From the outside, Night Vale seemed like just another small town in the deserts of Arizona. The streets were swept with sand, the mom-and-pop businesses dated, the community close-tied. Beneath the surface however, things were very far from normal, and it didn't take long for Carlos to come to three very basic realizations about the sleepy desert town he had naively relocated to.

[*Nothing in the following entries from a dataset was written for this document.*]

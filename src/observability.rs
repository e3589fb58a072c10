use std::sync::atomic::{AtomicU64, Ordering};
use std::time::Instant;
use tracing::{info, warn};

/// Outcome counters for the comment workflow
#[derive(Debug, Default)]
pub struct WorkflowMetrics {
    pub commands_accepted: AtomicU64,
    pub commands_rejected: AtomicU64,
    pub not_found: AtomicU64,
    pub store_unavailable: AtomicU64,
    pub version_conflicts: AtomicU64,
    pub publications_succeeded: AtomicU64,
    pub publications_failed: AtomicU64,
}

impl WorkflowMetrics {
    pub fn new() -> Self {
        Self::default()
    }

    pub fn record_accepted(&self) {
        self.commands_accepted.fetch_add(1, Ordering::Relaxed);
    }

    pub fn record_rejected(&self) {
        self.commands_rejected.fetch_add(1, Ordering::Relaxed);
    }

    pub fn record_not_found(&self) {
        self.not_found.fetch_add(1, Ordering::Relaxed);
    }

    pub fn record_unavailable(&self) {
        self.store_unavailable.fetch_add(1, Ordering::Relaxed);
        warn!("State store unavailable");
    }

    pub fn record_conflict(&self) {
        self.version_conflicts.fetch_add(1, Ordering::Relaxed);
    }

    pub fn record_publication(&self, succeeded: bool) {
        if succeeded {
            self.publications_succeeded.fetch_add(1, Ordering::Relaxed);
        } else {
            self.publications_failed.fetch_add(1, Ordering::Relaxed);
        }
    }

    pub fn get_stats(&self) -> WorkflowStats {
        WorkflowStats {
            commands_accepted: self.commands_accepted.load(Ordering::Relaxed),
            commands_rejected: self.commands_rejected.load(Ordering::Relaxed),
            not_found: self.not_found.load(Ordering::Relaxed),
            store_unavailable: self.store_unavailable.load(Ordering::Relaxed),
            version_conflicts: self.version_conflicts.load(Ordering::Relaxed),
            publications_succeeded: self.publications_succeeded.load(Ordering::Relaxed),
            publications_failed: self.publications_failed.load(Ordering::Relaxed),
        }
    }

    pub fn log_stats(&self) {
        let stats = self.get_stats();
        info!(
            "Workflow metrics: accepted={}, rejected={}, not_found={}, unavailable={}, conflicts={}, published={}, publish_failures={}",
            stats.commands_accepted,
            stats.commands_rejected,
            stats.not_found,
            stats.store_unavailable,
            stats.version_conflicts,
            stats.publications_succeeded,
            stats.publications_failed
        );
    }
}

#[derive(Debug, Clone, PartialEq, Eq)]
pub struct WorkflowStats {
    pub commands_accepted: u64,
    pub commands_rejected: u64,
    pub not_found: u64,
    pub store_unavailable: u64,
    pub version_conflicts: u64,
    pub publications_succeeded: u64,
    pub publications_failed: u64,
}

/// Global metrics instance
static WORKFLOW_METRICS: std::sync::LazyLock<WorkflowMetrics> =
    std::sync::LazyLock::new(WorkflowMetrics::new);

pub fn workflow_metrics() -> &'static WorkflowMetrics {
    &WORKFLOW_METRICS
}

/// Time an operation and log its duration when finished
pub struct OperationTimer {
    operation: String,
    start: Instant,
}

impl OperationTimer {
    pub fn new(operation: &str) -> Self {
        Self {
            operation: operation.to_string(),
            start: Instant::now(),
        }
    }

    pub fn finish(self) {
        let duration = self.start.elapsed();
        info!(
            operation = %self.operation,
            duration_ms = duration.as_millis(),
            "Operation completed"
        );
    }
}
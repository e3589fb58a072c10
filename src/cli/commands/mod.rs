use anyhow::Result;
use serde::Serialize;
use tracing::info;

use super::{Cli, Commands};
use crate::config::{PrereviewWorkflowConfig, StoreBackend, StoreConfig};
use crate::store::{FileSystemStateStore, InMemoryStateStore, StateStore};
use crate::workflow::{
    Command, CommentText, CommentWorkflow, CompetingInterests, PrereviewId,
};

pub mod author;
pub mod operator;
pub mod query;

pub use author::AuthorCommand;
pub use operator::{MarkFailedCommand, MarkPublishedCommand};
pub use query::{NextCommand, StateCommand};

pub type DynWorkflow = CommentWorkflow<Box<dyn StateStore>>;

/// Open the store selected by configuration
pub async fn open_store(config: &StoreConfig) -> Result<Box<dyn StateStore>> {
    match config.backend {
        StoreBackend::Memory => {
            info!("Using in-memory state store; nothing survives this process");
            Ok(Box::new(InMemoryStateStore::new()))
        }
        StoreBackend::Filesystem => {
            info!(directory = %config.directory, "Using filesystem state store");
            Ok(Box::new(FileSystemStateStore::new(&config.directory)))
        }
        #[cfg(feature = "database")]
        StoreBackend::Sqlite => {
            let store = crate::store::SqliteStateStore::connect(
                &config.database_url,
                config.max_connections,
                config.auto_migrate,
            )
            .await?;
            Ok(Box::new(store))
        }
        #[cfg(not(feature = "database"))]
        StoreBackend::Sqlite => {
            anyhow::bail!("the sqlite store requires building with the `database` feature")
        }
    }
}

pub fn print_json<T: Serialize>(value: &T) -> Result<()> {
    println!("{}", serde_json::to_string_pretty(value)?);
    Ok(())
}

/// Apply command-line overrides on top of the loaded configuration
pub fn effective_config(cli: &Cli, loaded: &PrereviewWorkflowConfig) -> PrereviewWorkflowConfig {
    let mut config = loaded.clone();
    if let Some(backend) = cli.store {
        config.store.backend = backend.into();
    }
    if let Some(directory) = &cli.directory {
        config.store.directory = directory.clone();
    }
    config
}

pub async fn run(cli: Cli, config: &PrereviewWorkflowConfig) -> Result<()> {
    let store = open_store(&config.store).await?;
    let workflow = CommentWorkflow::new(store, config.policy());

    match cli.command {
        Commands::State { id, user } => StateCommand::new(id, user).execute(&workflow).await,
        Commands::Next { id, user } => NextCommand::new(id, user).execute(&workflow).await,
        Commands::Start { user, prereview, id } => {
            let command = Command::StartComment {
                author_id: user.clone(),
                prereview_id: PrereviewId(prereview),
            };
            AuthorCommand::new(id.unwrap_or_default(), user, command)
                .execute(&workflow)
                .await
        }
        Commands::EnterComment { id, user, text } => {
            let comment = CommentText::parse(&text)?;
            AuthorCommand::new(id, user, Command::EnterComment { comment })
                .execute(&workflow)
                .await
        }
        Commands::ChoosePersona { id, user, persona } => {
            let command = Command::ChoosePersona {
                persona: persona.into(),
            };
            AuthorCommand::new(id, user, command).execute(&workflow).await
        }
        Commands::DeclareCompetingInterests { id, user, details } => {
            let competing_interests = match details {
                Some(details) => CompetingInterests::declared(&details)?,
                None => CompetingInterests::None,
            };
            let command = Command::DeclareCompetingInterests {
                competing_interests,
            };
            AuthorCommand::new(id, user, command).execute(&workflow).await
        }
        Commands::AgreeToCodeOfConduct { id, user } => {
            AuthorCommand::new(id, user, Command::AgreeToCodeOfConduct)
                .execute(&workflow)
                .await
        }
        Commands::ConfirmEmail { id, user } => {
            AuthorCommand::new(id, user, Command::ConfirmExistenceOfVerifiedEmailAddress)
                .execute(&workflow)
                .await
        }
        Commands::Finalize { id, user } => {
            AuthorCommand::new(id, user, Command::Finalize)
                .execute(&workflow)
                .await
        }
        Commands::Publish { id, user } => {
            AuthorCommand::new(id, user, Command::PublishComment)
                .execute(&workflow)
                .await
        }
        Commands::MarkPublished { id, doi, record } => {
            MarkPublishedCommand::new(id, doi, record)
                .execute(&workflow)
                .await
        }
        Commands::MarkFailed { id, reason } => {
            MarkFailedCommand::new(id, reason).execute(&workflow).await
        }
    }
}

The first realization was that he had severely underestimated the town's scientific incongruity. He had been so proud of himself for his dissertation theory on gravitational and temporal shifts from his one night stand with the lights in the sky. Within twenty-four hours of arriving in town, it had become painfully apparent that he had only glimpsed a fraction of the anomalies in Night Vale. There were massive earthquakes that nobody could feel, houses that didn't really exist, portals through time itself, and a cloud that glowed and shifted against the wind leaving animal carcasses in its wake. At first Carlos had been slightly disturbed by the town's seemingly senseless abandonment of the laws of physics. Uncertainty quickly gave way to curiosity however, and one by one the machines they had set up in the laboratory hummed to life with experiments and carefully planned tests. Night Vale was home to a seemingly endless armada of mysteries, but Carlos was determined that with careful observation and experimentation science would prevail as science always did. He was sure he could force even the strange little town in the desert into his organized lists of numbers and equations and diagrams. It just might take an extension or two on the grant.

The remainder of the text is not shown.